Wednesday, September 21, 2005

Wake Them Up When September Ends

Almost as mystifying as the Council's brush off of ethics in June and September is the near total blogger silence on the Council's handling of the ethics recommendations. Many area political bloggers were all over the Council's budget considerations during the summer. I mean: they were thicker than flies on a rib roast; even the ones who do not live in Davidson County. Mostly conservative bloggers, they were ready to hoist Mayor Purcell's head on a pike just outside some suburban cul-de-sac for even suggesting raising revenues. Of course, many of those same bloggers failed to include in their head hunt the conservative Council members who flip-flopped and voted to pass an alternative tax increase (Enclave already told you about one who even signed a no-tax pledge but voted for the increase anyway). So, that might tell you how much they purely value character and ethics.

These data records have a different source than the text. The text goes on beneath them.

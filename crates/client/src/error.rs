//! Error types for the client
//!
//! Every failure the driver can surface, grouped by where it is detected:
//! usage errors before any I/O, type errors while buffering, transport
//! errors on the socket and exceptions reported by the server.

use std::io;
use std::sync::Arc;

use chwire_protocol::{ProtocolError, ServerException};
use thiserror::Error;

/// Result type for client operations
pub type Result<T> = std::result::Result<T, Error>;

/// Coarse error classes, for callers deciding what to do next
#[derive(Debug, Clone, Copy, PartialEq, Eq)]
pub enum ErrorKind {
    /// Programmer misuse, no I/O performed
    Usage,
    /// Value or row does not fit the block, no I/O performed
    Type,
    /// Socket, framing or protocol failure
    Transport,
    /// Exception reported by the server
    Server,
}

/// Errors that can occur while talking to the server
///
/// Cloneable so the terminal error of a batch can be both returned to the
/// caller and recorded on the connection for the pool.
#[derive(Debug, Clone, Error)]
pub enum Error {
    // =========================================================================
    // Usage errors
    // =========================================================================
    /// Column index outside the batch's block
    #[error("{op}: invalid column index {index} ({columns} columns)")]
    InvalidColumnIndex {
        /// Operation that received the index
        op: &'static str,
        index: usize,
        columns: usize,
    },

    /// `send` called on a batch that was already sent
    #[error("batch has already been sent")]
    BatchAlreadySent,

    /// Operation not valid in the connection's current state
    #[error("invalid state: {0}")]
    InvalidState(&'static str),

    /// Batch dropped while still holding its connection
    #[error("batch dropped before it was sent")]
    Abandoned,

    /// Direct insert rolled back by the caller
    #[error("insert rolled back")]
    RolledBack,

    // =========================================================================
    // Buffering / protocol errors
    // =========================================================================
    /// Type mismatch, wire format violation or unsupported feature
    #[error(transparent)]
    Protocol(#[from] ProtocolError),

    // =========================================================================
    // Transport errors
    // =========================================================================
    /// Socket error
    #[error("io: {0}")]
    Io(#[source] Arc<io::Error>),

    /// Deadline elapsed during I/O
    #[error("i/o deadline exceeded")]
    Timeout,

    /// Server closed the connection
    #[error("connection closed by server")]
    ConnectionClosed,

    /// Packet valid but not expected at this point of the exchange
    #[error("unexpected packet {0} from server")]
    UnexpectedPacket(&'static str),

    /// Stream ended before the insert header block arrived
    #[error("unexpected end of stream before header block")]
    UnexpectedEndOfStream,

    // =========================================================================
    // Server errors
    // =========================================================================
    /// Exception sent by the server
    #[error("server exception: {0}")]
    Server(#[source] ServerException),

    // =========================================================================
    // Pool errors
    // =========================================================================
    /// No connection became available before the dial timeout
    #[error("timed out waiting for a pooled connection")]
    PoolTimeout,

    /// Pool has been closed
    #[error("connection pool is closed")]
    PoolClosed,
}

impl From<io::Error> for Error {
    fn from(err: io::Error) -> Self {
        Self::Io(Arc::new(err))
    }
}

impl From<ServerException> for Error {
    fn from(err: ServerException) -> Self {
        Self::Server(err)
    }
}

impl Error {
    /// Classify the error
    pub fn kind(&self) -> ErrorKind {
        match self {
            Self::InvalidColumnIndex { .. }
            | Self::BatchAlreadySent
            | Self::InvalidState(_)
            | Self::Abandoned
            | Self::RolledBack
            | Self::PoolClosed => ErrorKind::Usage,
            Self::Protocol(e) if e.is_type_error() => ErrorKind::Type,
            Self::Protocol(ProtocolError::InvalidColumnIndex { .. }) => ErrorKind::Usage,
            Self::Protocol(_)
            | Self::Io(_)
            | Self::Timeout
            | Self::ConnectionClosed
            | Self::UnexpectedPacket(_)
            | Self::UnexpectedEndOfStream
            | Self::PoolTimeout => ErrorKind::Transport,
            Self::Server(_) => ErrorKind::Server,
        }
    }

    /// Whether a connection whose last operation ended with this error can
    /// serve another query
    ///
    /// Only a server exception leaves the stream in a known state: the
    /// server has finished the query and is waiting for the next packet.
    pub fn is_reusable(&self) -> bool {
        matches!(self, Self::Server(_))
    }

    /// Server exception code, if this is a server error
    pub fn server_code(&self) -> Option<i32> {
        match self {
            Self::Server(e) => Some(e.code),
            _ => None,
        }
    }
}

You might not participate in the blogosphere, but I have for months now, including reading multiple blogs daily. I believe that many political bloggers have an inflated sense of self-importance, promoting themselves as journalists telling the true story that mainstream media will not tell. I do not question the idea that in some cases, political bloggers force more attention to uncovered news. But I also believe that in general the story behind blogger's stories is that political bloggers are selective themselves in the attention they give to politics. And by that, I do not mean selective in the sense of writing on local vs. state vs. federal politics; I mean selective in the sense of a partisan bias for playing up some news and ignoring other news.

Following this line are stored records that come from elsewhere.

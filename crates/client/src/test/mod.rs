//! In-process test doubles
//!
//! A scripted server and a fault-injecting transport, for exercising
//! connections, batches and pools without a real server.
//!
//! - [`MockServer`] - server half of the protocol over a duplex stream
//! - [`FaultyStream`] - counts written bytes, fails writes on demand
//!
//! # Example
//!
//! ```ignore
//! use chwire_client::test::{MockServer, connect_mock};
//! use chwire_client::{ColumnType, QueryOptions};
//!
//! let server = MockServer::new().column("id", ColumnType::UInt64);
//! let recorder = server.recorder();
//! let (conn, _server) = connect_mock(server).await?;
//!
//! let mut batch = conn
//!     .prepare_batch("INSERT INTO t", QueryOptions::new(), Box::new(|_| {}))
//!     .await?;
//! batch.append((1u64,))?;
//! batch.send().await?;
//! assert_eq!(recorder.terminators(), 1);
//! ```


use tokio::io::DuplexStream;
use tokio::task::JoinHandle;

pub use fault::{FaultHandle, FaultyStream};
pub use server::{Exchange, MockServer, ReceivedBlock, Recorder};

use crate::connection::Connection;
use crate::error::Result;
use crate::options::ClientOptions;

/// Handshake a connection with a spawned [`MockServer`]
pub async fn connect_mock(server: MockServer) -> Result<(Connection, JoinHandle<Result<()>>)> {
    let (stream, handle) = server.spawn();
    let conn = Connection::handshake(stream, &ClientOptions::default()).await?;
    Ok((conn, handle))
}

/// Like [`connect_mock`], over a [`FaultyStream`]
pub async fn connect_faulty(
    server: MockServer,
) -> Result<(Connection, FaultHandle, JoinHandle<Result<()>>)> {
    let (stream, handle) = server.spawn();
    let (stream, fault): (FaultyStream<DuplexStream>, _) = FaultyStream::new(stream);
    let conn = Connection::handshake(stream, &ClientOptions::default()).await?;
    Ok((conn, fault, handle))
}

The Metro Council's ethics issue is a case in point. Outside of Enclave's coverage of Council member Charlie Tygard's June move to defer the ethics recommendations, I do not recall any other blog dealing with it. Nobody else raised a single red flag, despite the fact that the move to defer came no more than 2 or 3 weeks after the Capitol Hill ethics crisis exploded in the mainstream headlines. And boy, those conservatives bloggers milked the latter crisis for all it was worth, which makes me think that they were simply using the issue of ethics as pretense, pretext, and prelude to bludgeoning a particular party's officials (not that Tennessee Democrats did not deserve some kind of comeuppance). My guess is that some Council members' conservative standing on the Council makes them immune to criticism among many in the local blogosphere.

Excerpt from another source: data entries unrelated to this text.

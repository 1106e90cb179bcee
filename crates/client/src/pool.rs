//! Connection pool
//!
//! Hands out one connection per checkout and takes it back through the
//! release path, deciding from the connection's last error whether it can
//! serve another query.
//!
//! - At most `max_open_conns` checkouts at a time (semaphore permits);
//!   waiting for a permit is bounded by `dial_timeout`
//! - Up to `max_idle_conns` connections kept between checkouts
//! - Connections older than `conn_max_lifetime` are closed, not reused

use std::collections::VecDeque;
use std::future::Future;
use std::ops::{Deref, DerefMut};
use std::pin::Pin;
use std::sync::Arc;
use std::sync::atomic::{AtomicUsize, Ordering};

use parking_lot::Mutex;
use tokio::sync::{OwnedSemaphorePermit, Semaphore};
use tracing::{debug, warn};

use crate::batch::{Batch, Release};
use crate::connection::Connection;
use crate::error::{Error, Result};
use crate::options::{ClientOptions, QueryOptions};

type ConnectFuture = Pin<Box<dyn Future<Output = Result<Connection>> + Send>>;
type Connector = Arc<dyn Fn() -> ConnectFuture + Send + Sync>;

/// Snapshot of pool occupancy
#[derive(Debug, Clone, Copy, PartialEq, Eq)]
pub struct PoolStats {
    /// Established connections, idle or checked out
    pub open: usize,
    pub idle: usize,
}

struct PoolInner {
    options: ClientOptions,
    connector: Connector,
    idle: Mutex<VecDeque<Connection>>,
    semaphore: Arc<Semaphore>,
    open: AtomicUsize,
}

impl PoolInner {
    fn is_expired(&self, conn: &Connection) -> bool {
        conn.created_at().elapsed() >= self.options.conn_max_lifetime
    }

    /// Take back a released connection, keeping it only if it is clean
    fn put(&self, mut conn: Connection) {
        let reason = if let Some(err) = conn.last_error().filter(|e| !e.is_reusable()) {
            Some(err.to_string())
        } else if conn.has_active_insert() {
            Some("insert still in progress".to_string())
        } else if self.is_expired(&conn) {
            Some("max lifetime exceeded".to_string())
        } else if self.semaphore.is_closed() {
            Some("pool closed".to_string())
        } else {
            None
        };

        if let Some(reason) = reason {
            self.open.fetch_sub(1, Ordering::SeqCst);
            warn!(reason = %reason, server = %conn.server(), "discarding connection");
            return;
        }

        let mut idle = self.idle.lock();
        if idle.len() >= self.options.max_idle_conns {
            drop(idle);
            self.open.fetch_sub(1, Ordering::SeqCst);
            debug!("idle list full, closing connection");
            return;
        }
        conn.set_last_error(None);
        conn.clear_deadline();
        idle.push_back(conn);
    }

    /// Next idle connection that is still within its lifetime
    fn pop_idle(&self) -> Option<Connection> {
        let mut idle = self.idle.lock();
        while let Some(conn) = idle.pop_front() {
            if !self.is_expired(&conn) {
                return Some(conn);
            }
            self.open.fetch_sub(1, Ordering::SeqCst);
            debug!("closing expired idle connection");
        }
        None
    }
}

/// Pool of connections to one server
///
/// Cheap to clone; clones share the same connections.
#[derive(Clone)]
pub struct Pool {
    inner: Arc<PoolInner>,
}

impl std::fmt::Debug for Pool {
    fn fmt(&self, f: &mut std::fmt::Formatter<'_>) -> std::fmt::Result {
        f.debug_struct("Pool")
            .field("addr", &self.inner.options.addr)
            .field("stats", &self.stats())
            .finish()
    }
}

impl Pool {
    /// Pool dialing `options.addr` over TCP
    pub fn new(options: ClientOptions) -> Self {
        let dial = options.clone();
        Self::with_connector(options, move || {
            let options = dial.clone();
            async move { Connection::connect(&options).await }
        })
    }

    /// Pool creating connections with a custom connector
    pub fn with_connector<F, Fut>(options: ClientOptions, connector: F) -> Self
    where
        F: Fn() -> Fut + Send + Sync + 'static,
        Fut: Future<Output = Result<Connection>> + Send + 'static,
    {
        let connector: Connector = Arc::new(move || -> ConnectFuture { Box::pin(connector()) });
        Self {
            inner: Arc::new(PoolInner {
                semaphore: Arc::new(Semaphore::new(options.max_open_conns.max(1))),
                options,
                connector,
                idle: Mutex::new(VecDeque::new()),
                open: AtomicUsize::new(0),
            }),
        }
    }

    /// Check out a connection, reusing an idle one when possible
    ///
    /// # Errors
    ///
    /// `PoolTimeout` when no slot frees up within `dial_timeout`,
    /// `PoolClosed` after [`close`](Self::close), or the connect error.
    pub async fn acquire(&self) -> Result<PooledConnection> {
        let inner = &self.inner;
        let permit = match tokio::time::timeout(
            inner.options.dial_timeout,
            inner.semaphore.clone().acquire_owned(),
        )
        .await
        {
            Ok(Ok(permit)) => permit,
            Ok(Err(_)) => return Err(Error::PoolClosed),
            Err(_) => return Err(Error::PoolTimeout),
        };

        let conn = match inner.pop_idle() {
            Some(conn) => conn,
            None => {
                let conn = (inner.connector)().await?;
                inner.open.fetch_add(1, Ordering::SeqCst);
                conn
            }
        };

        Ok(PooledConnection {
            conn: Some(conn),
            inner: Arc::clone(inner),
            _permit: permit,
        })
    }

    /// Check out a connection and start a batch on it
    ///
    /// The batch returns the connection to this pool when it is sent, fails
    /// or is dropped.
    pub async fn prepare_batch(&self, query: &str, options: QueryOptions) -> Result<Batch> {
        let (conn, release) = self.acquire().await?.into_parts();
        conn.prepare_batch(query, options, release).await
    }

    pub fn stats(&self) -> PoolStats {
        PoolStats {
            open: self.inner.open.load(Ordering::SeqCst),
            idle: self.inner.idle.lock().len(),
        }
    }

    /// Refuse new checkouts and close idle connections
    ///
    /// Checked-out connections are closed as they come back.
    pub fn close(&self) {
        self.inner.semaphore.close();
        let closed: Vec<Connection> = self.inner.idle.lock().drain(..).collect();
        self.inner.open.fetch_sub(closed.len(), Ordering::SeqCst);
        debug!(closed = closed.len(), "pool closed");
    }
}

/// A checked-out connection, returned to the pool on drop
pub struct PooledConnection {
    conn: Option<Connection>,
    inner: Arc<PoolInner>,
    _permit: OwnedSemaphorePermit,
}

impl std::fmt::Debug for PooledConnection {
    fn fmt(&self, f: &mut std::fmt::Formatter<'_>) -> std::fmt::Result {
        f.debug_struct("PooledConnection")
            .field("conn", &self.conn)
            .field("addr", &self.inner.options.addr)
            .finish()
    }
}

impl PooledConnection {
    /// Split into the connection and a callback that returns it
    ///
    /// The checkout slot stays taken until the callback runs. Dropping the
    /// callback unused counts the connection as lost.
    pub fn into_parts(mut self) -> (Connection, Release) {
        let conn = self
            .conn
            .take()
            .expect("pooled connection present until released");
        let release: Release = Box::new(move |conn| {
            let mut slot = self;
            slot.conn = Some(conn);
        });
        (conn, release)
    }
}

impl Deref for PooledConnection {
    type Target = Connection;

    fn deref(&self) -> &Connection {
        self.conn
            .as_ref()
            .expect("pooled connection present until released")
    }
}

impl DerefMut for PooledConnection {
    fn deref_mut(&mut self) -> &mut Connection {
        self.conn
            .as_mut()
            .expect("pooled connection present until released")
    }
}

impl Drop for PooledConnection {
    fn drop(&mut self) {
        match self.conn.take() {
            Some(conn) => self.inner.put(conn),
            None => {
                self.inner.open.fetch_sub(1, Ordering::SeqCst);
                debug!("pooled connection dropped without release");
            }
        }
    }
}

#[cfg(test)]
#[path = "pool_test.rs"]
mod pool_test;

And now that we are deep into September, the blogosphere remains bereft of any coverage or criticism of the Council's seeming aversion to standards and last night's cursory consideration and vote to defer indefinitely. I am aware of only two bloggers who wrote on the Council antics either before or after the circus: myself and Bruce Barry at PiTW. Oh, one conservative blogger did give the slightest attention to the matter, but it was only to strike an easy target: Ronnie Greer's dopey statement about wanting to eat. Besides it confirms my perception: this conservative blogger merely used Greer's devotion to his appetite as an occasion to pour his contempt of liberals into the public eye (the linkage assumes that Greer is "liberal").

If taunt is the single most substantive form of response that conservative political bloggers have to make on ethical issues in the Metro Council, then one has to wonder whether they ever rouse when local politics fails to fit their own agenda. Oh, well, September is nearly at an end.


09/21/2005, 4:30 p.m. Update: Addition to list of conservative bloggers commenting on the ethics deferral now includes Blake Wylie at Nashvillefiles.com, who posted his criticism later this afternoon.